- Supplied data -
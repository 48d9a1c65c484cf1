//! Ingestion worker.
//!
//! This crate provides:
//! - The per-task ingestion state machine
//! - Task executor with bounded concurrency and graceful shutdown
//! - Retry policy with exponential backoff and dead-lettering
//! - Crash recovery of stale deliveries

pub mod config;
pub mod error;
pub mod executor;
pub mod logging;
pub mod metrics;
pub mod pipeline;
pub mod retry;

pub use config::WorkerConfig;
pub use error::{WorkerError, WorkerResult};
pub use executor::JobExecutor;
pub use logging::TaskLogger;
pub use pipeline::{IngestPipeline, Stage, TaskOutcome};
pub use retry::{FailureTracker, RetryPolicy};
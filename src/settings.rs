use config::{Config, ConfigError, Environment, Source};
use serde::Deserialize;
use tracing::warn;

use crate::parser::{ContentMode, ParenScope, ParseOptions};

const ENV_PREFIX: &str = "COAUTHORS";

/// Runtime settings, read from `COAUTHORS_*` environment variables.
#[derive(Debug, Clone, Default, PartialEq, Eq, Deserialize)]
#[serde(default)]
pub struct Settings {
    pub mode: ContentMode,
    pub parens: ParenScope,
    /// URL prefixes the counter may run on. Empty admits everything.
    pub allowed_urls: Vec<String>,
}

impl Settings {
    /// Environment settings, falling back to defaults when they don't parse.
    pub fn load() -> Self {
        let env = Environment::with_prefix(ENV_PREFIX)
            .try_parsing(true)
            .list_separator(",")
            .with_list_parse_key("allowed_urls");
        Self::from_source(env).unwrap_or_else(|e| {
            warn!(error = %e, "invalid settings, using defaults");
            Settings::default()
        })
    }

    pub fn from_source<S>(source: S) -> Result<Self, ConfigError>
    where
        S: Source + Send + Sync + 'static,
    {
        Config::builder()
            .add_source(source)
            .build()?
            .try_deserialize()
    }

    pub fn parse_options(&self) -> ParseOptions {
        ParseOptions {
            mode: self.mode,
            parens: self.parens,
        }
    }

    pub fn url_allowed(&self, url: &str) -> bool {
        self.allowed_urls.is_empty()
            || self
                .allowed_urls
                .iter()
                .any(|prefix| url.starts_with(prefix.as_str()))
    }
}
use std::fmt;
use std::str::FromStr;

use serde::{Deserialize, Serialize};

use super::markup;

#[derive(Debug, thiserror::Error, PartialEq, Eq)]
pub enum OptionError {
    #[error("unknown content mode `{0}` (expected auto, markup or plain)")]
    UnknownMode(String),
    #[error("unknown parenthesis scope `{0}` (expected auto, innermost or whole-entry)")]
    UnknownParenScope(String),
}

/// How the caller's content should be read.
#[derive(Debug, Clone, Copy, Default, PartialEq, Eq, Serialize, Deserialize)]
#[serde(rename_all = "lowercase")]
pub enum ContentMode {
    /// Sniff for block/list tags.
    #[default]
    Auto,
    Markup,
    Plain,
}

/// A resolved content format.
#[derive(Debug, Clone, Copy, PartialEq, Eq)]
pub enum Format {
    Markup,
    PlainText,
}

impl ContentMode {
    pub fn resolve(self, content: &str) -> Format {
        match self {
            ContentMode::Markup => Format::Markup,
            ContentMode::Plain => Format::PlainText,
            ContentMode::Auto if markup::looks_like_markup(content) => Format::Markup,
            ContentMode::Auto => Format::PlainText,
        }
    }
}

impl FromStr for ContentMode {
    type Err = OptionError;

    fn from_str(s: &str) -> Result<Self, Self::Err> {
        match s.trim().to_ascii_lowercase().as_str() {
            "auto" => Ok(ContentMode::Auto),
            "markup" | "html" => Ok(ContentMode::Markup),
            "plain" | "text" => Ok(ContentMode::Plain),
            _ => Err(OptionError::UnknownMode(s.to_string())),
        }
    }
}

impl fmt::Display for ContentMode {
    fn fmt(&self, f: &mut fmt::Formatter<'_>) -> fmt::Result {
        f.write_str(match self {
            ContentMode::Auto => "auto",
            ContentMode::Markup => "markup",
            ContentMode::Plain => "plain",
        })
    }
}

/// Whether an entry is narrowed to a parenthesized coauthor clause before
/// splitting, e.g. `Title (joint with A and B), Journal, 2020`.
#[derive(Debug, Clone, Copy, Default, PartialEq, Eq, Serialize, Deserialize)]
#[serde(rename_all = "kebab-case")]
pub enum ParenScope {
    /// Narrow plain text, parse markup entries whole. A markup entry whose
    /// coauthors sit inside parentheses then loses the name next to `)` and may
    /// pick up trailing citation text; `Innermost` handles those pages.
    #[default]
    Auto,
    Innermost,
    WholeEntry,
}

impl ParenScope {
    pub fn narrows(self, format: Format) -> bool {
        match self {
            ParenScope::Auto => format == Format::PlainText,
            ParenScope::Innermost => true,
            ParenScope::WholeEntry => false,
        }
    }
}

impl FromStr for ParenScope {
    type Err = OptionError;

    fn from_str(s: &str) -> Result<Self, Self::Err> {
        match s.trim().to_ascii_lowercase().as_str() {
            "auto" => Ok(ParenScope::Auto),
            "innermost" => Ok(ParenScope::Innermost),
            "whole-entry" | "whole" => Ok(ParenScope::WholeEntry),
            _ => Err(OptionError::UnknownParenScope(s.to_string())),
        }
    }
}

impl fmt::Display for ParenScope {
    fn fmt(&self, f: &mut fmt::Formatter<'_>) -> fmt::Result {
        f.write_str(match self {
            ParenScope::Auto => "auto",
            ParenScope::Innermost => "innermost",
            ParenScope::WholeEntry => "whole-entry",
        })
    }
}

#[derive(Debug, Clone, Copy, Default, PartialEq, Eq)]
pub struct ParseOptions {
    pub mode: ContentMode,
    pub parens: ParenScope,
}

- Your objective -
Word for word, write out the entire listing once more.

- Solution for this problem -
repository 48d9a1c65c484cf1
//! Ingestion worker.
//!
//! This crate provides:
//! - The per-task ingestion state machine
//! - Task executor with bounded concurrency and graceful shutdown
//! - Retry policy with exponential backoff and dead-lettering
//! - Crash recovery of stale deliveries

pub mod config;
pub mod error;
pub mod executor;
pub mod logging;
pub mod metrics;
pub mod pipeline;
pub mod retry;

pub use config::WorkerConfig;
pub use error::{WorkerError, WorkerResult};
pub use executor::JobExecutor;
pub use logging::TaskLogger;
pub use pipeline::{IngestPipeline, Stage, TaskOutcome};
pub use retry::{FailureTracker, RetryPolicy};
filename src/settings.rs
use config::{Config, ConfigError, Environment, Source};
use serde::Deserialize;
use tracing::warn;

use crate::parser::{ContentMode, ParenScope, ParseOptions};

const ENV_PREFIX: &str = "COAUTHORS";

/// Runtime settings, read from `COAUTHORS_*` environment variables.
#[derive(Debug, Clone, Default, PartialEq, Eq, Deserialize)]
#[serde(default)]
pub struct Settings {
    pub mode: ContentMode,
    pub parens: ParenScope,
    /// URL prefixes the counter may run on. Empty admits everything.
    pub allowed_urls: Vec<String>,
}

impl Settings {
    /// Environment settings, falling back to defaults when they don't parse.
    pub fn load() -> Self {
        let env = Environment::with_prefix(ENV_PREFIX)
            .try_parsing(true)
            .list_separator(",")
            .with_list_parse_key("allowed_urls");
        Self::from_source(env).unwrap_or_else(|e| {
            warn!(error = %e, "invalid settings, using defaults");
            Settings::default()
        })
    }

    pub fn from_source<S>(source: S) -> Result<Self, ConfigError>
    where
        S: Source + Send + Sync + 'static,
    {
        Config::builder()
            .add_source(source)
            .build()?
            .try_deserialize()
    }

    pub fn parse_options(&self) -> ParseOptions {
        ParseOptions {
            mode: self.mode,
            parens: self.parens,
        }
    }

    pub fn url_allowed(&self, url: &str) -> bool {
        self.allowed_urls.is_empty()
            || self
                .allowed_urls
                .iter()
                .any(|prefix| url.starts_with(prefix.as_str()))
    }
}
use std::fmt;
use std::str::FromStr;

use serde::{Deserialize, Serialize};

use super::markup;

#[derive(Debug, thiserror::Error, PartialEq, Eq)]
pub enum OptionError {
    #[error("unknown content mode `{0}` (expected auto, markup or plain)")]
    UnknownMode(String),
    #[error("unknown parenthesis scope `{0}` (expected auto, innermost or whole-entry)")]
    UnknownParenScope(String),
}

/// How the caller's content should be read.
#[derive(Debug, Clone, Copy, Default, PartialEq, Eq, Serialize, Deserialize)]
#[serde(rename_all = "lowercase")]
pub enum ContentMode {
    /// Sniff for block/list tags.
    #[default]
    Auto,
    Markup,
    Plain,
}

/// A resolved content format.
#[derive(Debug, Clone, Copy, PartialEq, Eq)]
pub enum Format {
    Markup,
    PlainText,
}

impl ContentMode {
    pub fn resolve(self, content: &str) -> Format {
        match self {
            ContentMode::Markup => Format::Markup,
            ContentMode::Plain => Format::PlainText,
            ContentMode::Auto if markup::looks_like_markup(content) => Format::Markup,
            ContentMode::Auto => Format::PlainText,
        }
    }
}

impl FromStr for ContentMode {
    type Err = OptionError;

    fn from_str(s: &str) -> Result<Self, Self::Err> {
        match s.trim().to_ascii_lowercase().as_str() {
            "auto" => Ok(ContentMode::Auto),
            "markup" | "html" => Ok(ContentMode::Markup),
            "plain" | "text" => Ok(ContentMode::Plain),
            _ => Err(OptionError::UnknownMode(s.to_string())),
        }
    }
}

impl fmt::Display for ContentMode {
    fn fmt(&self, f: &mut fmt::Formatter<'_>) -> fmt::Result {
        f.write_str(match self {
            ContentMode::Auto => "auto",
            ContentMode::Markup => "markup",
            ContentMode::Plain => "plain",
        })
    }
}

/// Whether an entry is narrowed to a parenthesized coauthor clause before
/// splitting, e.g. `Title (joint with A and B), Journal, 2020`.
#[derive(Debug, Clone, Copy, Default, PartialEq, Eq, Serialize, Deserialize)]
#[serde(rename_all = "kebab-case")]
pub enum ParenScope {
    /// Narrow plain text, parse markup entries whole. A markup entry whose
    /// coauthors sit inside parentheses then loses the name next to `)` and may
    /// pick up trailing citation text; `Innermost` handles those pages.
    #[default]
    Auto,
    Innermost,
    WholeEntry,
}

impl ParenScope {
    pub fn narrows(self, format: Format) -> bool {
        match self {
            ParenScope::Auto => format == Format::PlainText,
            ParenScope::Innermost => true,
            ParenScope::WholeEntry => false,
        }
    }
}

impl FromStr for ParenScope {
    type Err = OptionError;

    fn from_str(s: &str) -> Result<Self, Self::Err> {
        match s.trim().to_ascii_lowercase().as_str() {
            "auto" => Ok(ParenScope::Auto),
            "innermost" => Ok(ParenScope::Innermost),
            "whole-entry" | "whole" => Ok(ParenScope::WholeEntry),
            _ => Err(OptionError::UnknownParenScope(s.to_string())),
        }
    }
}

impl fmt::Display for ParenScope {
    fn fmt(&self, f: &mut fmt::Formatter<'_>) -> fmt::Result {
        f.write_str(match self {
            ParenScope::Auto => "auto",
            ParenScope::Innermost => "innermost",
            ParenScope::WholeEntry => "whole-entry",
        })
    }
}

#[derive(Debug, Clone, Copy, Default, PartialEq, Eq)]
pub struct ParseOptions {
    pub mode: ContentMode,
    pub parens: ParenScope,
}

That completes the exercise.